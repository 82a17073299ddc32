//! Explicit type and field metadata for bindable objects.
//!
//! Rust has no runtime reflection, so every bindable type is described once with a
//! [`TypeInfo`] built from one of its generic constructors. The constructor captures
//! the type-erased operations the binding descriptors need (assignment, list access,
//! node loading) as monomorphized fn pointers.

use crate::api::Binder;
use crate::error::BindError;
use crate::node::ConfigNode;
use crate::utils::short_type_name;
use std::any::{type_name, Any, TypeId};
use std::fmt;

/// A type that can load its state from, and save it to, a single [`ConfigNode`].
pub trait NodeObject: Any {
    /// Populates `self` from `node`.
    ///
    /// # Errors
    /// Any error describing malformed content. It is propagated to the caller unchanged.
    fn load(&mut self, node: &ConfigNode, binder: &mut Binder) -> Result<(), BindError>;

    /// Writes `self` into `node`.
    ///
    /// # Errors
    /// Only when a bound field is declared with a shape that cannot be formatted.
    fn save(&self, node: &mut ConfigNode, binder: &mut Binder) -> Result<(), BindError>;
}

/// An ordered, homogeneous collection that can be rebuilt element by element.
pub trait ConfigList {
    fn len(&self) -> usize;

    fn is_empty(&self) -> bool {
        self.len() == 0
    }

    fn clear(&mut self);

    fn get(&self, index: usize) -> Option<&dyn Any>;

    /// Appends `value`, handing it back if it is not of the element type.
    fn push_boxed(&mut self, value: Box<dyn Any>) -> Result<(), Box<dyn Any>>;
}

impl<T: Any> ConfigList for Vec<T> {
    fn len(&self) -> usize {
        Vec::len(self)
    }

    fn clear(&mut self) {
        Vec::clear(self);
    }

    fn get(&self, index: usize) -> Option<&dyn Any> {
        <[T]>::get(self, index).map(|v| v as &dyn Any)
    }

    fn push_boxed(&mut self, value: Box<dyn Any>) -> Result<(), Box<dyn Any>> {
        self.push(*value.downcast::<T>()?);
        Ok(())
    }
}

/// Result of looking through a field's storage for a value of a given type.
pub(crate) enum Slot<T> {
    Value(T),
    /// The storage is an `Option` holding `None`.
    Empty,
    /// The storage is not of the expected type at all.
    Mismatch,
}

// -----------------------------------------------------------------------------
// Type-erased operations
//
// Every helper accepts the bare type and its `Option` wrapper, so a field may be
// declared as `T` or `Option<T>` (and a list as `Vec<T>` or `Option<Vec<T>>`).

fn assign_slot<T: Any>(slot: &mut dyn Any, value: Box<dyn Any>) -> Result<(), Box<dyn Any>> {
    let value = value.downcast::<T>()?;
    if let Some(target) = slot.downcast_mut::<T>() {
        *target = *value;
        return Ok(());
    }
    if let Some(target) = slot.downcast_mut::<Option<T>>() {
        *target = Some(*value);
        return Ok(());
    }
    Err(value)
}

fn inner_slot<T: Any>(slot: &dyn Any) -> Slot<&dyn Any> {
    if let Some(value) = slot.downcast_ref::<T>() {
        return Slot::Value(value as &dyn Any);
    }
    match slot.downcast_ref::<Option<T>>() {
        Some(Some(value)) => Slot::Value(value as &dyn Any),
        Some(None) => Slot::Empty,
        None => Slot::Mismatch,
    }
}

fn list_slot<T: Any>(slot: &dyn Any) -> Slot<&dyn ConfigList> {
    if let Some(list) = slot.downcast_ref::<Vec<T>>() {
        return Slot::Value(list as &dyn ConfigList);
    }
    match slot.downcast_ref::<Option<Vec<T>>>() {
        Some(Some(list)) => Slot::Value(list as &dyn ConfigList),
        Some(None) => Slot::Empty,
        None => Slot::Mismatch,
    }
}

fn list_slot_mut<T: Any>(slot: &mut dyn Any) -> Slot<&mut dyn ConfigList> {
    if slot.is::<Vec<T>>() {
        return match slot.downcast_mut::<Vec<T>>() {
            Some(list) => Slot::Value(list as &mut dyn ConfigList),
            None => Slot::Mismatch,
        };
    }
    match slot.downcast_mut::<Option<Vec<T>>>() {
        Some(Some(list)) => Slot::Value(list as &mut dyn ConfigList),
        Some(None) => Slot::Empty,
        None => Slot::Mismatch,
    }
}

fn no_list(_: &dyn Any) -> Slot<&dyn ConfigList> {
    Slot::Mismatch
}

fn no_list_mut(_: &mut dyn Any) -> Slot<&mut dyn ConfigList> {
    Slot::Mismatch
}

fn node_slot<T: NodeObject>(slot: &dyn Any) -> Slot<&dyn NodeObject> {
    if let Some(value) = slot.downcast_ref::<T>() {
        return Slot::Value(value as &dyn NodeObject);
    }
    match slot.downcast_ref::<Option<T>>() {
        Some(Some(value)) => Slot::Value(value as &dyn NodeObject),
        Some(None) => Slot::Empty,
        None => Slot::Mismatch,
    }
}

fn node_slot_mut<T: NodeObject>(slot: &mut dyn Any) -> Slot<&mut dyn NodeObject> {
    if slot.is::<T>() {
        return match slot.downcast_mut::<T>() {
            Some(value) => Slot::Value(value as &mut dyn NodeObject),
            None => Slot::Mismatch,
        };
    }
    match slot.downcast_mut::<Option<T>>() {
        Some(Some(value)) => Slot::Value(value as &mut dyn NodeObject),
        Some(None) => Slot::Empty,
        None => Slot::Mismatch,
    }
}

#[derive(Clone, Copy)]
pub(crate) struct ValueOps {
    pub(crate) assign: fn(&mut dyn Any, Box<dyn Any>) -> Result<(), Box<dyn Any>>,
    pub(crate) inner: fn(&dyn Any) -> Slot<&dyn Any>,
    pub(crate) list: fn(&dyn Any) -> Slot<&dyn ConfigList>,
    pub(crate) list_mut: fn(&mut dyn Any) -> Slot<&mut dyn ConfigList>,
}

impl ValueOps {
    fn of<T: Any>() -> Self {
        Self {
            assign: assign_slot::<T>,
            inner: inner_slot::<T>,
            list: no_list,
            list_mut: no_list_mut,
        }
    }

    /// Operations on `Vec<T>`, where `T` is the element type.
    fn of_vec<T: Any>() -> Self {
        Self {
            assign: assign_slot::<Vec<T>>,
            inner: inner_slot::<Vec<T>>,
            list: list_slot::<T>,
            list_mut: list_slot_mut::<T>,
        }
    }
}

#[derive(Clone, Copy)]
pub(crate) struct NodeOps {
    pub(crate) get: fn(&dyn Any) -> Slot<&dyn NodeObject>,
    pub(crate) get_mut: fn(&mut dyn Any) -> Slot<&mut dyn NodeObject>,
}

impl NodeOps {
    fn of<T: NodeObject>() -> Self {
        Self {
            get: node_slot::<T>,
            get_mut: node_slot_mut::<T>,
        }
    }
}

/// Identity and operations of `Vec<T>`, prepared on the element's [`TypeInfo`].
#[derive(Clone, Copy)]
struct VecInfo {
    type_id: TypeId,
    type_name: &'static str,
    ops: ValueOps,
}

impl VecInfo {
    fn of<T: Any>() -> Self {
        Self {
            type_id: TypeId::of::<Vec<T>>(),
            type_name: type_name::<Vec<T>>(),
            ops: ValueOps::of_vec::<T>(),
        }
    }
}

// -----------------------------------------------------------------------------
// TypeInfo

/// Describes how one Rust type takes part in config binding.
///
/// # Example
///
/// ```
/// use cfgnode_bind::types::TypeInfo;
///
/// let ints = TypeInfo::list(TypeInfo::value::<i32>());
/// assert!(ints.is_list());
/// assert_eq!(ints.element().unwrap().type_id(), std::any::TypeId::of::<i32>());
/// ```
#[derive(Clone)]
pub struct TypeInfo {
    type_id: TypeId,
    type_name: &'static str,
    attachable: bool,
    storage_compatible: bool,
    constructor: Option<fn() -> Box<dyn Any>>,
    pub(crate) ops: ValueOps,
    pub(crate) node_ops: Option<NodeOps>,
    vec: Option<VecInfo>,
    element: Option<Box<TypeInfo>>,
}

impl TypeInfo {
    fn base<T: Any>() -> Self {
        Self {
            type_id: TypeId::of::<T>(),
            type_name: type_name::<T>(),
            attachable: false,
            storage_compatible: true,
            constructor: None,
            ops: ValueOps::of::<T>(),
            node_ops: None,
            vec: Some(VecInfo::of::<T>()),
            element: None,
        }
    }

    /// A leaf type, converted to and from strings by the
    /// [`ParseRegistry`](crate::convert::ParseRegistry).
    pub fn value<T: Any>() -> Self {
        Self::base::<T>()
    }

    /// A type that loads itself from a child node and is created with `T::default()`.
    pub fn node<T: NodeObject + Default>() -> Self {
        Self {
            constructor: Some(|| Box::new(T::default()) as Box<dyn Any>),
            node_ops: Some(NodeOps::of::<T>()),
            ..Self::base::<T>()
        }
    }

    /// A node type with no zero-argument constructor.
    ///
    /// Such a field can only be loaded in place; the engine cannot create new instances.
    pub fn node_without_default<T: NodeObject>() -> Self {
        Self {
            node_ops: Some(NodeOps::of::<T>()),
            ..Self::base::<T>()
        }
    }

    /// A node type that must be created by the
    /// [`InstanceFactory`](crate::factory::InstanceFactory) and attached to the host's
    /// container instead of being constructed freely.
    pub fn component<T: NodeObject>() -> Self {
        Self {
            attachable: true,
            node_ops: Some(NodeOps::of::<T>()),
            ..Self::base::<T>()
        }
    }

    /// `Vec<E>` where `E` is described by `element`.
    pub fn list(element: TypeInfo) -> Self {
        let (type_id, type_name, ops) = match element.vec {
            Some(vec) => (vec.type_id, vec.type_name, vec.ops),
            // Nested lists have no prepared `Vec` operations; every access mismatches.
            None => (TypeId::of::<()>(), "nested list", ValueOps::of::<()>()),
        };
        Self {
            type_id,
            type_name,
            attachable: false,
            storage_compatible: element.storage_compatible,
            constructor: None,
            ops,
            node_ops: None,
            vec: None,
            element: Some(Box::new(element)),
        }
    }

    /// Marks the type as unable to survive being stored and copied by its host.
    #[must_use]
    pub fn transient(mut self) -> Self {
        self.storage_compatible = false;
        if let Some(element) = self.element.as_deref_mut() {
            element.storage_compatible = false;
        }
        self
    }

    pub fn type_id(&self) -> TypeId {
        self.type_id
    }

    pub fn type_name(&self) -> &'static str {
        self.type_name
    }

    /// The last path segment of the type name, for messages.
    pub fn short_name(&self) -> &'static str {
        short_type_name(self.type_name)
    }

    pub fn is_attachable(&self) -> bool {
        self.attachable
    }

    pub fn is_storage_compatible(&self) -> bool {
        self.storage_compatible
    }

    pub fn has_node_capability(&self) -> bool {
        self.node_ops.is_some()
    }

    pub fn is_list(&self) -> bool {
        self.element.is_some()
    }

    pub fn element(&self) -> Option<&TypeInfo> {
        self.element.as_deref()
    }

    /// The zero-argument constructor, if the type has one.
    pub fn constructor(&self) -> Option<fn() -> Box<dyn Any>> {
        self.constructor
    }
}

impl fmt::Debug for TypeInfo {
    fn fmt(&self, f: &mut fmt::Formatter<'_>) -> fmt::Result {
        f.debug_struct("TypeInfo")
            .field("type_name", &self.type_name)
            .field("attachable", &self.attachable)
            .field("storage_compatible", &self.storage_compatible)
            .field("node", &self.node_ops.is_some())
            .field("constructor", &self.constructor.is_some())
            .field("element", &self.element)
            .finish()
    }
}

impl PartialEq for TypeInfo {
    fn eq(&self, other: &Self) -> bool {
        self.type_id == other.type_id
    }
}

// -----------------------------------------------------------------------------
// Fields

/// Binding options declared on a field.
#[derive(Debug, Clone, Default, PartialEq, Eq)]
pub struct ConfigField {
    /// Whether the field also takes part in the persistence pass.
    pub persistent: bool,
    /// Key used in the config tree. `None` or empty means the field name.
    pub config_name: Option<String>,
}

/// The declaration of one bindable field of the host type `H`.
pub struct FieldDef<H> {
    name: &'static str,
    options: ConfigField,
    type_info: TypeInfo,
    get: fn(&H) -> &dyn Any,
    get_mut: fn(&mut H) -> &mut dyn Any,
}

impl<H> FieldDef<H> {
    pub fn new(
        name: &'static str,
        type_info: TypeInfo,
        get: fn(&H) -> &dyn Any,
        get_mut: fn(&mut H) -> &mut dyn Any,
    ) -> Self {
        Self {
            name,
            options: ConfigField::default(),
            type_info,
            get,
            get_mut,
        }
    }

    #[must_use]
    pub fn config_name(mut self, config_name: impl Into<String>) -> Self {
        self.options.config_name = Some(config_name.into());
        self
    }

    #[must_use]
    pub fn persistent(mut self) -> Self {
        self.options.persistent = true;
        self
    }

    #[must_use]
    pub fn with_options(mut self, options: ConfigField) -> Self {
        self.options = options;
        self
    }

    pub fn name(&self) -> &'static str {
        self.name
    }

    pub fn options(&self) -> &ConfigField {
        &self.options
    }

    /// The key this field reads and writes, falling back to the field name.
    pub fn key(&self) -> &str {
        match self.options.config_name.as_deref() {
            Some(key) if !key.is_empty() => key,
            _ => self.name,
        }
    }

    pub fn type_info(&self) -> &TypeInfo {
        &self.type_info
    }

    pub(crate) fn get<'h>(&self, owner: &'h H) -> &'h dyn Any {
        (self.get)(owner)
    }

    pub(crate) fn get_mut<'h>(&self, owner: &'h mut H) -> &'h mut dyn Any {
        (self.get_mut)(owner)
    }
}

impl<H> Clone for FieldDef<H> {
    fn clone(&self) -> Self {
        Self {
            name: self.name,
            options: self.options.clone(),
            type_info: self.type_info.clone(),
            get: self.get,
            get_mut: self.get_mut,
        }
    }
}

impl<H> fmt::Debug for FieldDef<H> {
    fn fmt(&self, f: &mut fmt::Formatter<'_>) -> fmt::Result {
        f.debug_struct("FieldDef")
            .field("name", &self.name)
            .field("options", &self.options)
            .field("type_info", &self.type_info)
            .finish()
    }
}

/// Declares a [`FieldDef`] whose accessors read `$field` on `$host`.
///
/// ```
/// use cfgnode_bind::{bind_field, types::TypeInfo};
///
/// struct Engine {
///     thrust: f64,
/// }
///
/// let def = bind_field!(Engine, thrust, TypeInfo::value::<f64>()).config_name("maxThrust");
/// assert_eq!(def.key(), "maxThrust");
/// ```
#[macro_export]
macro_rules! bind_field {
    ($host:ty, $field:ident, $info:expr) => {
        $crate::types::FieldDef::<$host>::new(
            stringify!($field),
            $info,
            |host| &host.$field,
            |host| &mut host.$field,
        )
    };
}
----
Aim of the exercise
Which of the lines in the data contain the string "erased"? Return each one.

Result of the exercise
//! the type-erased operations the binding descriptors need (assignment, list access,
// Type-erased operations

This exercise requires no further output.